WHAT YOU ARE ASKED TO DO: Considering every line below, count those with the word "PageContext" and give only the result.

----- DATASET RECORDS

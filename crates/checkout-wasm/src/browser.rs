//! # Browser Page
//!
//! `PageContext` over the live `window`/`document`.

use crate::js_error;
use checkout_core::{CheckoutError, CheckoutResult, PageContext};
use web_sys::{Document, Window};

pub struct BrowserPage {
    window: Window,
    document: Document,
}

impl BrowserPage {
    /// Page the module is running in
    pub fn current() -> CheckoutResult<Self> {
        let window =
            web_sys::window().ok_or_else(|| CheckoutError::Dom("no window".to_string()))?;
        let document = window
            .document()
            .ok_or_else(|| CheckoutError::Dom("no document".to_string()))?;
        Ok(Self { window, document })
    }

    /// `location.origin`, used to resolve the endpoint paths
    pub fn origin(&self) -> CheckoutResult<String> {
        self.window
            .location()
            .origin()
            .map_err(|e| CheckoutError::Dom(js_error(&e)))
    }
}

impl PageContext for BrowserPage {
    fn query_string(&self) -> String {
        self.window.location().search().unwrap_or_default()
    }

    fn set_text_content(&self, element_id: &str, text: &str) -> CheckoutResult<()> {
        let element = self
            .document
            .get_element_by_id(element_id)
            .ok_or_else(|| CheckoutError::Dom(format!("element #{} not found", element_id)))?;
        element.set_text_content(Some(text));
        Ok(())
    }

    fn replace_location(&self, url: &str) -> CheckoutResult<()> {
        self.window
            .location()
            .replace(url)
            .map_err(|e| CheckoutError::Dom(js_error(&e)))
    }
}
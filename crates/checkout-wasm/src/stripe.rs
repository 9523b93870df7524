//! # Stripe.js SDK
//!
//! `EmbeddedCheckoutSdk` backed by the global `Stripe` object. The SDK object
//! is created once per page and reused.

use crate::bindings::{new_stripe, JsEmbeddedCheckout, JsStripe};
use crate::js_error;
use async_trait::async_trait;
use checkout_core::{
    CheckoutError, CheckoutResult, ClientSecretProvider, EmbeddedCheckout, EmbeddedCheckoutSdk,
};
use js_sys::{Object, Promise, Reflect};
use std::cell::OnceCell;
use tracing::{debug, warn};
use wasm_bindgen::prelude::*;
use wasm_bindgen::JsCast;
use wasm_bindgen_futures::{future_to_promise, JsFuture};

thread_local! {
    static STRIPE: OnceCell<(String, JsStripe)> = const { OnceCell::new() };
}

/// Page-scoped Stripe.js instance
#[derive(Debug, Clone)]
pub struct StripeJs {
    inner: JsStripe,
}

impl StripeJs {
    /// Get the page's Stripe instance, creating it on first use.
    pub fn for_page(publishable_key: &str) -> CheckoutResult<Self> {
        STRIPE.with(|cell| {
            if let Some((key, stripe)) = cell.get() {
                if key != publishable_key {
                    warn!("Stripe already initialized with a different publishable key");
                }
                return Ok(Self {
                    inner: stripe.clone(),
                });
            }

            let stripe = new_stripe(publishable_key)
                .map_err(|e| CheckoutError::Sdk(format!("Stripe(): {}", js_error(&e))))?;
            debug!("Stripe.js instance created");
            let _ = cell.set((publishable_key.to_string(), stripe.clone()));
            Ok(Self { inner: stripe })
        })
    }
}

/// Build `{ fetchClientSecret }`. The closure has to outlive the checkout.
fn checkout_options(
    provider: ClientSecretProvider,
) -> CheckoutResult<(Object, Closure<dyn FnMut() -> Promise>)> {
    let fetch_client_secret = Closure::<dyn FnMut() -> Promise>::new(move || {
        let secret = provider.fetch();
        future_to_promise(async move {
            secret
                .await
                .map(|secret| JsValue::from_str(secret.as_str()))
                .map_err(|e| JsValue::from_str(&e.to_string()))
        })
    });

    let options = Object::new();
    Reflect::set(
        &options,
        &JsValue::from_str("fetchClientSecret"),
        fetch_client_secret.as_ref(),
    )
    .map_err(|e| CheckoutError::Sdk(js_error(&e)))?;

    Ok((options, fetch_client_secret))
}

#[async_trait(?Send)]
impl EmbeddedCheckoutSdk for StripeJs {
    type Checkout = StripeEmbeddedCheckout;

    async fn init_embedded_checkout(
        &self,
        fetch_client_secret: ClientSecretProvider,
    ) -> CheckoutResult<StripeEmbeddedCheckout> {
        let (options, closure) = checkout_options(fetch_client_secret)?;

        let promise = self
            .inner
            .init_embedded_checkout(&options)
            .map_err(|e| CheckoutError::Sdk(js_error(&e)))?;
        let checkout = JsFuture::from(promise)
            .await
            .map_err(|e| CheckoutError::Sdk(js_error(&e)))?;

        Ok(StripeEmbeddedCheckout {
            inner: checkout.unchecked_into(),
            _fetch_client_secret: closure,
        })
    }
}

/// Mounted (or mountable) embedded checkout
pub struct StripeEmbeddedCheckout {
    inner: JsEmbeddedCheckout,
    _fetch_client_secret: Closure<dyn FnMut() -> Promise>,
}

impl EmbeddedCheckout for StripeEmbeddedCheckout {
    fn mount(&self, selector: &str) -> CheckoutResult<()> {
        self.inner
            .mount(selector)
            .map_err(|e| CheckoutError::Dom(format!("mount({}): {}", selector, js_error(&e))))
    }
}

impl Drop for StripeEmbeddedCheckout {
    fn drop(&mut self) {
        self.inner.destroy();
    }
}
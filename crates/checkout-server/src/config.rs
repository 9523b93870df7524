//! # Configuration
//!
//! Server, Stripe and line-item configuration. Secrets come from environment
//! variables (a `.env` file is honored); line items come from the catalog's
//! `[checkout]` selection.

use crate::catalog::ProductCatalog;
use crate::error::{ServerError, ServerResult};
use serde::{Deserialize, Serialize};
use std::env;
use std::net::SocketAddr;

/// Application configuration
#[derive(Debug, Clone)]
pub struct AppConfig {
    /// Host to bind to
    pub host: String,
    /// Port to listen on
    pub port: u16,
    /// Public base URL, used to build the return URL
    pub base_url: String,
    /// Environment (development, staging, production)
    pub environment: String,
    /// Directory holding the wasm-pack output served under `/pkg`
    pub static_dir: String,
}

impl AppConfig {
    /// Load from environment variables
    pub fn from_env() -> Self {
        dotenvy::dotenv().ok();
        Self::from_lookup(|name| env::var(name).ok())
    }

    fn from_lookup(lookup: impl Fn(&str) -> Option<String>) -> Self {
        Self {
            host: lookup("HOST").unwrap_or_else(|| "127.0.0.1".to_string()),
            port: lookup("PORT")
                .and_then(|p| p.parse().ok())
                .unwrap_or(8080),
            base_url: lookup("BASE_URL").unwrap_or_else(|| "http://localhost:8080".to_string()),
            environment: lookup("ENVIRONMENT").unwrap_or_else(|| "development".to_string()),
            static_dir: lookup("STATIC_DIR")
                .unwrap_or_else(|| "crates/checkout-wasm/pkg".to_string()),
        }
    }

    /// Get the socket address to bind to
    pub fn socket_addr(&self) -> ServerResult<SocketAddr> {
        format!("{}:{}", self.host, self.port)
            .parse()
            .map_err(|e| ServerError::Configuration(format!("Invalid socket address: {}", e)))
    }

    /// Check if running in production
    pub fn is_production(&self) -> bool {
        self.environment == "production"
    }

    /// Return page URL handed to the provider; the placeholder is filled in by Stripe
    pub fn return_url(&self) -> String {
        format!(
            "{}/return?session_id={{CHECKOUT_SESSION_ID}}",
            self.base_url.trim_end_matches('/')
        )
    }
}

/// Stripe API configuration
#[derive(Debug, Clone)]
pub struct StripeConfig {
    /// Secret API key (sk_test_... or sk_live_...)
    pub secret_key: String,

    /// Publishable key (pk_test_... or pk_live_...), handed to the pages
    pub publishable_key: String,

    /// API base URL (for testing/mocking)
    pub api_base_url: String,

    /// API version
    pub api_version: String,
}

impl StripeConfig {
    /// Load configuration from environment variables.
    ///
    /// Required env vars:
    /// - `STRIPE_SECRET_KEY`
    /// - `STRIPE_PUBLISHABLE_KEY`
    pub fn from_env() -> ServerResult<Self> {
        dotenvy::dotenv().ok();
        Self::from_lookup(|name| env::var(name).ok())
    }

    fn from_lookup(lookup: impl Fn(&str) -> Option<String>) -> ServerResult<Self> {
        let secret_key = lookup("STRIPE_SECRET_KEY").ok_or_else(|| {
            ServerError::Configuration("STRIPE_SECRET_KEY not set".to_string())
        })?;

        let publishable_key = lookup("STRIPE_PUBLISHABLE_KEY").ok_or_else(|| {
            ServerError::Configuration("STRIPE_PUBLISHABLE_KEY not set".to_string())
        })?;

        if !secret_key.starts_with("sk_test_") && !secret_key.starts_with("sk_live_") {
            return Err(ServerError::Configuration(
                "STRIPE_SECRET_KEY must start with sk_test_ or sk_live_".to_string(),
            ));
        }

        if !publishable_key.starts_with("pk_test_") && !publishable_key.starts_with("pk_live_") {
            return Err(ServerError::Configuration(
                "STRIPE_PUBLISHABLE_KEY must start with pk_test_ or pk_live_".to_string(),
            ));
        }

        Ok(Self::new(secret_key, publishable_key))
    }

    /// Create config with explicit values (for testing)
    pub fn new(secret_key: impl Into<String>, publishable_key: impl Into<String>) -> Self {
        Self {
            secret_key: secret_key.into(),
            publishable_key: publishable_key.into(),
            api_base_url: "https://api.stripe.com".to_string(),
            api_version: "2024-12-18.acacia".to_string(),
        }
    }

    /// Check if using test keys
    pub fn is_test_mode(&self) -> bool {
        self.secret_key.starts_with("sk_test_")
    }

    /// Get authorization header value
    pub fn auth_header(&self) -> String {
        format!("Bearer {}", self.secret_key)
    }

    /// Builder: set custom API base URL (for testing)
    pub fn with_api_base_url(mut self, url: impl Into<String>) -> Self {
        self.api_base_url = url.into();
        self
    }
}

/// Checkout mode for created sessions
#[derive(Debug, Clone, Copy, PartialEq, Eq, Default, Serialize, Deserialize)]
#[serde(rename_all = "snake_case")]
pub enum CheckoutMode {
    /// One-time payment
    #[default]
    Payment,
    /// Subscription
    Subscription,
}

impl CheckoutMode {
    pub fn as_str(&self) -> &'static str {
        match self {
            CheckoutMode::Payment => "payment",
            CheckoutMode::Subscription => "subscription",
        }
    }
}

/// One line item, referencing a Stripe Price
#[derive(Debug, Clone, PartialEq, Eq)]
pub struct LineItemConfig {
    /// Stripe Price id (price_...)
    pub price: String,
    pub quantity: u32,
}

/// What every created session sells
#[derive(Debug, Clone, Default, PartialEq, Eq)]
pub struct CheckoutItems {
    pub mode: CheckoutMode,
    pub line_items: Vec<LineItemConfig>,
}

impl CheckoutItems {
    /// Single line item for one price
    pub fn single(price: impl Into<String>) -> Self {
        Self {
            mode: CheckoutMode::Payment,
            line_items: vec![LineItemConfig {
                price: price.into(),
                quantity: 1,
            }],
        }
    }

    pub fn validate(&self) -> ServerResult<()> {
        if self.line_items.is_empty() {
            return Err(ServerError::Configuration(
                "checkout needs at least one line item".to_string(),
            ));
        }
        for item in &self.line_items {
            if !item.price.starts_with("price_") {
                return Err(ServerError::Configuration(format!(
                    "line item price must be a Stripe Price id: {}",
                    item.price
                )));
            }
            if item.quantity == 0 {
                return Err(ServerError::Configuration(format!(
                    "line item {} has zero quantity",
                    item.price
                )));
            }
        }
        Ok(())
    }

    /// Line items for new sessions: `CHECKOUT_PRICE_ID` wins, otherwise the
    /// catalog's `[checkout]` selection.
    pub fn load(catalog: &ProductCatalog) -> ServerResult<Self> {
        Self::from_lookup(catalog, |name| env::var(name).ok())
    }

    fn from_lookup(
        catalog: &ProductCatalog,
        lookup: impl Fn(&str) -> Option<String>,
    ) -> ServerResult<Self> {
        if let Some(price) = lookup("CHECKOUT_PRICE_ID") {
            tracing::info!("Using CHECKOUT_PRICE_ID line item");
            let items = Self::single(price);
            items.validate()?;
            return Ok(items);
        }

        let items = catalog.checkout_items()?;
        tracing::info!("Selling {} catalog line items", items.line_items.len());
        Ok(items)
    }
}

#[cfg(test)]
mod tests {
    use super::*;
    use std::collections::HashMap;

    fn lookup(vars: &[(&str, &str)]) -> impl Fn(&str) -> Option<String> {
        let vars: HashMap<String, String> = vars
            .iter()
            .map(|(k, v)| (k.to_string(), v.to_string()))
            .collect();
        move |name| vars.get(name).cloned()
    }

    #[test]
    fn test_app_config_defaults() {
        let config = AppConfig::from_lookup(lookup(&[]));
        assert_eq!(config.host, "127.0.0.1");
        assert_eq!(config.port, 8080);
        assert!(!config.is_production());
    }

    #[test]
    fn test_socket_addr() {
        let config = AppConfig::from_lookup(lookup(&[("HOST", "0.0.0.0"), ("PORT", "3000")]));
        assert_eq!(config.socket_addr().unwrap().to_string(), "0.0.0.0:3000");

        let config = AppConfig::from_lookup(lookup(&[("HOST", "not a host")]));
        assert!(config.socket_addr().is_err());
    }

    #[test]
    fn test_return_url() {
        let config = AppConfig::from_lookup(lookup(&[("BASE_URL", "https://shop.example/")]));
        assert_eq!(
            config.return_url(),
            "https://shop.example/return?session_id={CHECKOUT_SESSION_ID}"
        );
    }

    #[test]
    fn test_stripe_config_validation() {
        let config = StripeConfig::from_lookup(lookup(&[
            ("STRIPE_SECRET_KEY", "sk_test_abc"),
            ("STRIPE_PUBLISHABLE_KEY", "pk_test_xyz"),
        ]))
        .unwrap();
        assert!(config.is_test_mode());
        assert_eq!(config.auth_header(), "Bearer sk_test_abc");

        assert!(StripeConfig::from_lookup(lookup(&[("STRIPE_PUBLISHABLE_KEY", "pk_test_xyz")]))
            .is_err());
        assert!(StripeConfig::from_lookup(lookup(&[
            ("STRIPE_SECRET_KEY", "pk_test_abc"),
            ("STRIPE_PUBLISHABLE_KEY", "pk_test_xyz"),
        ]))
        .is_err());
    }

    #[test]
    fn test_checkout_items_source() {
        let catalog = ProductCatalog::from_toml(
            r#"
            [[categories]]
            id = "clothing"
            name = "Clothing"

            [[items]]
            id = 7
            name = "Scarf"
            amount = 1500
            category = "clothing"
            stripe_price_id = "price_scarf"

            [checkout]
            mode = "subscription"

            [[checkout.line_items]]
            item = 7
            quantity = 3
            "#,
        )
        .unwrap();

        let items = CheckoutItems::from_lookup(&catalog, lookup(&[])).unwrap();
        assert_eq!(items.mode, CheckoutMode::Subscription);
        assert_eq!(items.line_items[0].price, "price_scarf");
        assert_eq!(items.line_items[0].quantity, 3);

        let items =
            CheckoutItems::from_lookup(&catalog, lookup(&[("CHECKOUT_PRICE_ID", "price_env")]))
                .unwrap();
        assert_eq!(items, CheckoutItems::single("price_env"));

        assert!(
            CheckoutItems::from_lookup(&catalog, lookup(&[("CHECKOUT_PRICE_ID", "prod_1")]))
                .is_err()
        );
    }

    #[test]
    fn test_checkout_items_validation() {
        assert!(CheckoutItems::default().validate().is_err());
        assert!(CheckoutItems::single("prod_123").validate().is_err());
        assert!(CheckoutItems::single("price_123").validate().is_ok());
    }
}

----------

ANSWER SPACE: 3